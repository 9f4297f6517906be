//! Character cursor for the chasm lexer.
//!
//! The cursor walks the source one `char` at a time and keeps the line,
//! column and byte offset that token spans are built from. A token starts
//! with [`Cursor::mark`] and ends with [`Cursor::span_since`] and
//! [`Cursor::lexeme_since`].

use chasm_core::Span;

/// Start position of a token being scanned.
#[derive(Debug, Clone, Copy, PartialEq, Eq)]
pub struct Mark {
    pub line: u32,
    pub column: u32,
    offset: u32,
}

impl Mark {
    /// Zero-length span at this position.
    pub fn point(self) -> Span {
        Span::point(self.line, self.column)
    }
}

pub struct Cursor<'src> {
    source: &'src str,
    /// Unscanned tail of `source`.
    rest: &'src str,
    offset: u32,
    line: u32,
    /// 1-based, counted in bytes.
    column: u32,
}

impl<'src> Cursor<'src> {
    pub fn new(source: &'src str) -> Self {
        Self {
            source,
            rest: source,
            offset: 0,
            line: 1,
            column: 1,
        }
    }

    /// The current position, to be closed later by [`Cursor::span_since`].
    #[inline]
    pub fn mark(&self) -> Mark {
        Mark {
            line: self.line,
            column: self.column,
            offset: self.offset,
        }
    }

    /// Span from `mark` to the current position.
    #[inline]
    pub fn span_since(&self, mark: Mark) -> Span {
        Span::new(mark.line, mark.column, self.offset - mark.offset)
    }

    /// Source text from `mark` to the current position.
    #[inline]
    pub fn lexeme_since(&self, mark: Mark) -> &'src str {
        &self.source[mark.offset as usize..self.offset as usize]
    }

    #[inline]
    pub fn line(&self) -> u32 {
        self.line
    }

    #[inline]
    pub fn column(&self) -> u32 {
        self.column
    }

    #[inline]
    pub fn peek(&self) -> Option<char> {
        self.rest.chars().next()
    }

    #[inline]
    pub fn peek_second(&self) -> Option<char> {
        self.rest.chars().nth(1)
    }

    #[inline]
    pub fn check(&self, f: impl Fn(char) -> bool) -> bool {
        self.peek().is_some_and(f)
    }

    /// Consume one character, moving to the next line after `\n`.
    pub fn advance(&mut self) -> Option<char> {
        let ch = self.rest.chars().next()?;
        let len = ch.len_utf8();

        self.rest = &self.rest[len..];
        self.offset += len as u32;

        if ch == '\n' {
            self.line += 1;
            self.column = 1;
        } else {
            self.column += len as u32;
        }

        Some(ch)
    }

    #[inline]
    pub fn eat(&mut self, ch: char) -> bool {
        let matched = self.peek() == Some(ch);
        if matched {
            self.advance();
        }
        matched
    }

    /// Consume the longest run matching `f` and return it.
    pub fn eat_while(&mut self, f: impl Fn(char) -> bool) -> &'src str {
        let mark = self.mark();
        while self.check(&f) {
            self.advance();
        }
        self.lexeme_since(mark)
    }

    /// Skip whitespace and `#` comments running to end of line.
    pub fn skip_trivia(&mut self) {
        loop {
            self.eat_while(char::is_whitespace);
            if !self.eat('#') {
                break;
            }
            self.eat_while(|c| c != '\n');
        }
    }

    /// Whether a numeric literal starts here, including a leading `-`.
    pub fn at_number(&self) -> bool {
        match self.peek() {
            Some('-') => self.peek_second().is_some_and(|c| c.is_ascii_digit()),
            Some(c) => c.is_ascii_digit(),
            None => false,
        }
    }

    /// Consume a `0x` or `0b` prefix, returning its radix.
    pub fn eat_radix_prefix(&mut self) -> Option<u32> {
        let radix = match (self.peek(), self.peek_second()) {
            (Some('0'), Some('x' | 'X')) => 16,
            (Some('0'), Some('b' | 'B')) => 2,
            _ => return None,
        };
        self.advance();
        self.advance();
        Some(radix)
    }

    /// Consume `.digits`. A dot with no digit after it is left alone.
    pub fn eat_fraction(&mut self) -> bool {
        let fraction = self.peek() == Some('.') && self.peek_second().is_some_and(|c| c.is_ascii_digit());
        if fraction {
            self.advance();
            self.eat_while(|c| c.is_ascii_digit());
        }
        fraction
    }
}

#[inline]
pub fn is_ident_start(c: char) -> bool {
    c.is_ascii_alphabetic() || c == '_'
}

#[inline]
pub fn is_ident_continue(c: char) -> bool {
    c.is_ascii_alphanumeric() || c == '_'
}

#[cfg(test)]
mod tests {
    use super::*;

    #[test]
    fn empty_source() {
        let mut cursor = Cursor::new("");
        assert_eq!(cursor.peek(), None);
        assert_eq!(cursor.advance(), None);
        assert!(!cursor.at_number());
        assert_eq!(cursor.mark().point(), Span::point(1, 1));
    }

    #[test]
    fn advance_tracks_lines() {
        let mut cursor = Cursor::new("ab\ncd");
        cursor.advance();
        cursor.advance();
        assert_eq!(cursor.column(), 3);
        assert_eq!(cursor.advance(), Some('\n'));
        assert_eq!(cursor.line(), 2);
        assert_eq!(cursor.column(), 1);
        assert_eq!(cursor.peek(), Some('c'));
    }

    #[test]
    fn mark_closes_into_span_and_lexeme() {
        let mut cursor = Cursor::new("  psh_b 5");
        cursor.skip_trivia();
        let mark = cursor.mark();
        assert_eq!(cursor.eat_while(is_ident_continue), "psh_b");
        assert_eq!(cursor.span_since(mark), Span::new(1, 3, 5));
        assert_eq!(cursor.lexeme_since(mark), "psh_b");
        assert!(!cursor.eat('x'));
        assert!(cursor.eat(' '));
        assert_eq!(cursor.lexeme_since(mark), "psh_b ");
    }

    #[test]
    fn trivia_spans_comments_and_lines() {
        let mut cursor = Cursor::new("# header\n\n  # note\n\tret");
        cursor.skip_trivia();
        assert_eq!((cursor.line(), cursor.column()), (4, 2));
        assert_eq!(cursor.peek(), Some('r'));

        let mut cursor = Cursor::new("# trailing");
        cursor.skip_trivia();
        assert_eq!(cursor.peek(), None);
    }

    #[test]
    fn number_starts() {
        assert!(Cursor::new("7").at_number());
        assert!(Cursor::new("-7").at_number());
        assert!(!Cursor::new("-x").at_number());
        assert!(!Cursor::new("-").at_number());
        assert!(!Cursor::new("x7").at_number());
    }

    #[test]
    fn radix_prefixes() {
        let mut cursor = Cursor::new("0x1f");
        assert_eq!(cursor.eat_radix_prefix(), Some(16));
        assert_eq!(cursor.peek(), Some('1'));

        let mut cursor = Cursor::new("0B10");
        assert_eq!(cursor.eat_radix_prefix(), Some(2));

        let mut cursor = Cursor::new("012");
        assert_eq!(cursor.eat_radix_prefix(), None);
        assert_eq!(cursor.peek(), Some('0'));
    }

    #[test]
    fn fraction_needs_a_digit() {
        let mut cursor = Cursor::new(".25;");
        assert!(cursor.eat_fraction());
        assert_eq!(cursor.peek(), Some(';'));

        let mut cursor = Cursor::new(".;");
        assert!(!cursor.eat_fraction());
        assert_eq!(cursor.peek(), Some('.'));
    }

    #[test]
    fn multibyte_columns_are_bytes() {
        let mut cursor = Cursor::new("é!");
        let mark = cursor.mark();
        assert_eq!(cursor.advance(), Some('é'));
        assert_eq!(cursor.column(), 3);
        assert_eq!(cursor.span_since(mark).len, 2);
    }

    #[test]
    fn ident_classes() {
        assert!(is_ident_start('_'));
        assert!(is_ident_start('a'));
        assert!(!is_ident_start('1'));
        assert!(is_ident_continue('1'));
        assert!(!is_ident_continue('-'));
    }
}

WHAT IS NEEDED: Where a line in the listing holds the string "Option", include it in the count, then report the total alone.

SOLUTION TO THIS EXERCISE: 4